SEARCHABLE DATABASES

ACROSS SESSIONS

Developed and maintained by the Division of Legislative Automated Systems.

2015 SESSION

  • | print version

HB 1562 Electronic identity management; standards, liability.

Introduced by: Thomas Davis Rust | all patrons    ...    notes | add to my profiles | history

SUMMARY AS PASSED:

Electronic identity management; standards; liability. Creates the Identity Management Standards Advisory Council to advise the Secretaries of Technology and Transportation on the adoption of technical and data standards regarding the verification and authentication of identity in digital and online transactions. The bill establishes in the Code of Virginia the concept of an identity trust framework operator, an entity that establishes rules and policies for identity providers operating within the framework and issues electronic trustmarks to such providers signifying compliance with the rules and policies of that trust framework. The bill also establishes limitation on liability for providers that adhere to the adopted standards, the applicable contract terms, and the rules and policies of the identity trust framework provider, absent gross negligence or willful misconduct. The bill provides that the provider's adherence to the adopted standards and applicable contract terms of the identity framework shall satisfy any requirement for a commercially reasonable security or attribution procedure under Title 8.4A (Commercial Code), the Uniform Electronic Transactions Act (§ 59.1-479 et seq.), and the Uniform Computer Information Transactions Act (§ 59.1-501.1 et seq.).
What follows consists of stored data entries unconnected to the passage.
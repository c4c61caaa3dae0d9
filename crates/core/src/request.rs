//! Request descriptors and query parameters

use reqwest::header::{HeaderName, HeaderValue};
use reqwest::{Method, Url};
use serde_json::Value;
use std::fmt::Display;

/// Ordered query parameters
///
/// Setting a key that is already present replaces its value in place, so a
/// parameter keeps its original position.
#[derive(Debug, Clone, Default, PartialEq, Eq)]
pub struct QueryParams(Vec<(String, String)>);

impl QueryParams {
    /// Create empty parameters
    #[must_use]
    pub fn new() -> Self {
        Self::default()
    }

    /// Set a parameter, replacing any existing value
    pub fn set(&mut self, key: impl Into<String>, value: impl Display) {
        let key = key.into();
        let value = value.to_string();
        match self.0.iter_mut().find(|(k, _)| *k == key) {
            Some(entry) => entry.1 = value,
            None => self.0.push((key, value)),
        }
    }

    /// Builder-style [`set`](Self::set)
    #[must_use]
    pub fn with(mut self, key: impl Into<String>, value: impl Display) -> Self {
        self.set(key, value);
        self
    }

    /// Set a parameter only when a value is given
    #[must_use]
    pub fn opt(self, key: impl Into<String>, value: Option<impl Display>) -> Self {
        match value {
            Some(value) => self.with(key, value),
            None => self,
        }
    }

    /// Set a boolean spelled `true` / `false`
    #[must_use]
    pub fn flag(self, key: impl Into<String>, value: Option<bool>) -> Self {
        self.opt(key, value)
    }

    /// Set a boolean spelled `True` / `False`
    ///
    /// Several endpoints only recognise the capitalised spelling.
    #[must_use]
    pub fn title_flag(self, key: impl Into<String>, value: Option<bool>) -> Self {
        self.opt(key, value.map(|v| if v { "True" } else { "False" }))
    }

    /// Look up a parameter
    #[must_use]
    pub fn get(&self, key: &str) -> Option<&str> {
        self.0
            .iter()
            .find(|(k, _)| k == key)
            .map(|(_, v)| v.as_str())
    }

    /// Override parameters with those found in a URL's query string
    pub fn merge_from_url(&mut self, url: &Url) {
        for (key, value) in url.query_pairs() {
            self.set(key.into_owned(), value);
        }
    }

    /// Iterate over `(key, value)` pairs in order
    pub fn iter(&self) -> impl Iterator<Item = (&str, &str)> {
        self.0.iter().map(|(k, v)| (k.as_str(), v.as_str()))
    }

    /// Number of parameters
    #[must_use]
    pub fn len(&self) -> usize {
        self.0.len()
    }

    /// Whether there are no parameters
    #[must_use]
    pub fn is_empty(&self) -> bool {
        self.0.is_empty()
    }
}

/// How a successful response body is interpreted
#[derive(Debug, Clone, Copy, PartialEq, Eq, Default)]
pub enum ResponseMode {
    /// Decode the body as JSON
    #[default]
    Json,
    /// Return the body as raw bytes; one redirect hop is followed
    Bytes,
}

/// Everything needed to send one request
#[derive(Debug, Clone)]
pub struct RequestDescriptor {
    /// HTTP method
    pub method: Method,
    /// Path relative to the base URL, starting with `/`
    pub path: String,
    /// Query parameters
    pub query: QueryParams,
    /// JSON body
    pub body: Option<Value>,
    /// Headers besides the fixed and auth headers
    pub headers: Vec<(HeaderName, HeaderValue)>,
    /// How to read the response
    pub mode: ResponseMode,
    /// When false the body is dropped unread after the status is checked
    pub wait_for_response: bool,
    /// When true no auth is attached
    pub anonymous: bool,
}

impl RequestDescriptor {
    /// Create a descriptor with no body or parameters
    #[must_use]
    pub fn new(method: Method, path: impl Into<String>) -> Self {
        Self {
            method,
            path: path.into(),
            query: QueryParams::new(),
            body: None,
            headers: Vec::new(),
            mode: ResponseMode::Json,
            wait_for_response: true,
            anonymous: false,
        }
    }

    /// Shorthand for a GET descriptor
    #[must_use]
    pub fn get(path: impl Into<String>) -> Self {
        Self::new(Method::GET, path)
    }

    /// Set query parameters
    #[must_use]
    pub fn with_query(mut self, query: QueryParams) -> Self {
        self.query = query;
        self
    }

    /// Set the JSON body
    #[must_use]
    pub fn with_json(mut self, body: Value) -> Self {
        self.body = Some(body);
        self
    }

    /// Add a header
    #[must_use]
    pub fn with_header(mut self, name: HeaderName, value: HeaderValue) -> Self {
        self.headers.push((name, value));
        self
    }

    /// Set the response mode
    #[must_use]
    pub fn with_mode(mut self, mode: ResponseMode) -> Self {
        self.mode = mode;
        self
    }

    /// Do not wait for the response body
    #[must_use]
    pub fn without_waiting(mut self) -> Self {
        self.wait_for_response = false;
        self
    }

    /// Send without auth
    #[must_use]
    pub fn anonymous(mut self) -> Self {
        self.anonymous = true;
        self
    }
}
This bill is identical to SB 814.

SUMMARY AS PASSED HOUSE:

Electronic identity management; standards; liability. Creates the Identity Management Standards Advisory Council to advise the Secretary of Technology on the adoption of technical and data standards regarding the verification and authentication of identity in digital and online transactions. The bill also establishes in the Code of Virginia the concept of an identity trust framework operator, an entity that establishes rules and policies for identity providers operating within the framework and issues electronic trustmarks to such providers signifying compliance with the rules and policies of that trust framework. The bill provides that electronic identity providers and identity trust framework operators shall not be liable if the issuance of an identity credential or assignment of an identity attribute or trustmark was in compliance with (i) the Commonwealth's identity management standards in place at the time of issuance or assignment, (ii) applicable terms of any contractual agreement with a contracting party, and (iii) any written rules and policies of the identity trust framework of which it is a member, absent gross negligence or willful misconduct.

SUMMARY AS INTRODUCED:

Electronic identity management; standards; liability. Creates the Identity Management Standards Advisory Council to advise the Secretaries of Technology and Transportation on the adoption of technical and data standards regarding the verification and authentication of identity in digital and online transactions. Electronic identity providers that adhere to the adopted standards would be immune from civil liability related to the issuance of an electronic identity credential, absent gross negligence or willful misconduct. The bill also establishes in the Code of Virginia the concept of an identity trust framework operator, an entity that establishes rules and policies for identity providers operating within the framework and issues electronic trustmarks to such providers signifying compliance with the rules and policies of that trust framework.